## Task goal
Each entry must be restated exactly as it appears.

Collected data
╔══

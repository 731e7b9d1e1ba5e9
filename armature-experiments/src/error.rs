//! Error types for experiment registration and evaluation.

use thiserror::Error;

/// Result type for engine operations.
pub type ExperimentResult<T> = Result<T, ExperimentError>;

/// Result type for participation storage operations.
pub type StorageResult<T> = Result<T, StorageError>;

/// Errors raised while configuring or running the engine.
///
/// Every variant describes a setup-time defect; none of them are retried.
#[derive(Debug, Error)]
pub enum ExperimentError {
    /// Experiment identifier is empty
    #[error("The provided identifier is not a valid identifier")]
    InvalidIdentifier,

    /// Percentage filter probability outside of 0..=100
    #[error("The probability must be between 0 and 100, got {0}")]
    InvalidProbability(i32),

    /// Neither the registration nor the engine provides a filter
    #[error("There must be a filter in the engine or in the registration of test '{0}'")]
    MissingFilter(String),

    /// Neither the registration nor the engine provides a chooser
    #[error("There must be a chooser in the engine or in the registration of test '{0}'")]
    MissingChooser(String),

    /// A test with the same identifier is already registered
    #[error("Duplicate test for identifier '{0}'")]
    DuplicateTest(String),

    /// A variant with the same identifier already exists in the test
    #[error("A variant with identifier '{variant}' has already been added to test '{test}'")]
    DuplicateVariant { test: String, variant: String },

    /// The engine has been started already
    #[error("The engine is locked: {0}")]
    EngineLocked(&'static str),

    /// No test registered under the identifier
    #[error("No test with identifier '{0}' found")]
    TestNotFound(String),

    /// Configuration error
    #[error("Configuration error: {0}")]
    Configuration(String),

    /// Participation storage failure
    #[error(transparent)]
    Storage(#[from] StorageError),

    /// A subscriber rejected a dispatched event
    #[error(transparent)]
    Dispatch(#[from] DispatchError),
}

/// Participation storage errors.
#[derive(Debug, Error)]
pub enum StorageError {
    /// Empty test identifier
    #[error("Test identifier is invalid")]
    InvalidIdentifier,

    /// Empty participation value
    #[error("Participation name is invalid")]
    InvalidParticipation,

    /// The response headers were already sent
    #[error("Headers have been sent, cannot save cookie")]
    HeadersSent,

    /// Empty cookie name
    #[error("The cookie name is invalid")]
    InvalidCookieName,

    /// Cookie lifetime too large to compute an expiry date
    #[error("Cookie lifetime of {0} seconds is out of range")]
    InvalidTtl(u64),

    /// Serialization error
    #[error("Serialization error: {0}")]
    Serialization(String),
}

impl From<serde_json::Error> for StorageError {
    fn from(err: serde_json::Error) -> Self {
        StorageError::Serialization(err.to_string())
    }
}

/// Errors raised by subscribers while handling an event.
#[derive(Debug, Error)]
pub enum SubscriberError {
    /// The event does not carry what the subscriber needs
    #[error("Invalid event payload: {0}")]
    InvalidPayload(String),

    /// A required experiment option is missing
    #[error("Option '{option}' must be set on test '{test}'")]
    MissingOption { test: String, option: String },

    /// The variant does not belong to the experiment
    #[error("Variant '{variant}' is not part of test '{test}'")]
    UnknownVariant { test: String, variant: String },
}

/// Dispatcher errors.
#[derive(Debug, Error)]
pub enum DispatchError {
    #[error("One or more listeners failed for event '{event}'")]
    ListenersFailed {
        event: &'static str,
        errors: Vec<SubscriberError>,
    },
}

#[cfg(test)]
mod tests {
    use super::*;

    #[test]
    fn test_storage_error_converts_into_experiment_error() {
        let err: ExperimentError = StorageError::HeadersSent.into();
        assert!(matches!(err, ExperimentError::Storage(StorageError::HeadersSent)));
        assert_eq!(err.to_string(), "Headers have been sent, cannot save cookie");
    }

    #[test]
    fn test_serde_error_conversion() {
        let err = serde_json::from_str::<serde_json::Value>("{").unwrap_err();
        let storage_err: StorageError = err.into();
        assert!(matches!(storage_err, StorageError::Serialization(_)));
    }

    #[test]
    fn test_messages_name_the_identifier() {
        let err = ExperimentError::DuplicateTest("foo".to_string());
        assert_eq!(err.to_string(), "Duplicate test for identifier 'foo'");

        let err = ExperimentError::DuplicateVariant {
            test: "t1".to_string(),
            variant: "v1".to_string(),
        };
        assert!(err.to_string().contains("'v1'"));
    }
}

╚══

## Written response
repository 731e7b9d1e1ba5e9
filename armature-experiments/src/error.rs
//! Error types for experiment registration and evaluation.

use thiserror::Error;

/// Result type for engine operations.
pub type ExperimentResult<T> = Result<T, ExperimentError>;

/// Result type for participation storage operations.
pub type StorageResult<T> = Result<T, StorageError>;

/// Errors raised while configuring or running the engine.
///
/// Every variant describes a setup-time defect; none of them are retried.
#[derive(Debug, Error)]
pub enum ExperimentError {
    /// Experiment identifier is empty
    #[error("The provided identifier is not a valid identifier")]
    InvalidIdentifier,

    /// Percentage filter probability outside of 0..=100
    #[error("The probability must be between 0 and 100, got {0}")]
    InvalidProbability(i32),

    /// Neither the registration nor the engine provides a filter
    #[error("There must be a filter in the engine or in the registration of test '{0}'")]
    MissingFilter(String),

    /// Neither the registration nor the engine provides a chooser
    #[error("There must be a chooser in the engine or in the registration of test '{0}'")]
    MissingChooser(String),

    /// A test with the same identifier is already registered
    #[error("Duplicate test for identifier '{0}'")]
    DuplicateTest(String),

    /// A variant with the same identifier already exists in the test
    #[error("A variant with identifier '{variant}' has already been added to test '{test}'")]
    DuplicateVariant { test: String, variant: String },

    /// The engine has been started already
    #[error("The engine is locked: {0}")]
    EngineLocked(&'static str),

    /// No test registered under the identifier
    #[error("No test with identifier '{0}' found")]
    TestNotFound(String),

    /// Configuration error
    #[error("Configuration error: {0}")]
    Configuration(String),

    /// Participation storage failure
    #[error(transparent)]
    Storage(#[from] StorageError),

    /// A subscriber rejected a dispatched event
    #[error(transparent)]
    Dispatch(#[from] DispatchError),
}

/// Participation storage errors.
#[derive(Debug, Error)]
pub enum StorageError {
    /// Empty test identifier
    #[error("Test identifier is invalid")]
    InvalidIdentifier,

    /// Empty participation value
    #[error("Participation name is invalid")]
    InvalidParticipation,

    /// The response headers were already sent
    #[error("Headers have been sent, cannot save cookie")]
    HeadersSent,

    /// Empty cookie name
    #[error("The cookie name is invalid")]
    InvalidCookieName,

    /// Cookie lifetime too large to compute an expiry date
    #[error("Cookie lifetime of {0} seconds is out of range")]
    InvalidTtl(u64),

    /// Serialization error
    #[error("Serialization error: {0}")]
    Serialization(String),
}

impl From<serde_json::Error> for StorageError {
    fn from(err: serde_json::Error) -> Self {
        StorageError::Serialization(err.to_string())
    }
}

/// Errors raised by subscribers while handling an event.
#[derive(Debug, Error)]
pub enum SubscriberError {
    /// The event does not carry what the subscriber needs
    #[error("Invalid event payload: {0}")]
    InvalidPayload(String),

    /// A required experiment option is missing
    #[error("Option '{option}' must be set on test '{test}'")]
    MissingOption { test: String, option: String },

    /// The variant does not belong to the experiment
    #[error("Variant '{variant}' is not part of test '{test}'")]
    UnknownVariant { test: String, variant: String },
}

/// Dispatcher errors.
#[derive(Debug, Error)]
pub enum DispatchError {
    #[error("One or more listeners failed for event '{event}'")]
    ListenersFailed {
        event: &'static str,
        errors: Vec<SubscriberError>,
    },
}

#[cfg(test)]
mod tests {
    use super::*;

    #[test]
    fn test_storage_error_converts_into_experiment_error() {
        let err: ExperimentError = StorageError::HeadersSent.into();
        assert!(matches!(err, ExperimentError::Storage(StorageError::HeadersSent)));
        assert_eq!(err.to_string(), "Headers have been sent, cannot save cookie");
    }

    #[test]
    fn test_serde_error_conversion() {
        let err = serde_json::from_str::<serde_json::Value>("{").unwrap_err();
        let storage_err: StorageError = err.into();
        assert!(matches!(storage_err, StorageError::Serialization(_)));
    }

    #[test]
    fn test_messages_name_the_identifier() {
        let err = ExperimentError::DuplicateTest("foo".to_string());
        assert_eq!(err.to_string(), "Duplicate test for identifier 'foo'");

        let err = ExperimentError::DuplicateVariant {
            test: "t1".to_string(),
            variant: "v1".to_string(),
        };
        assert!(err.to_string().contains("'v1'"));
    }
}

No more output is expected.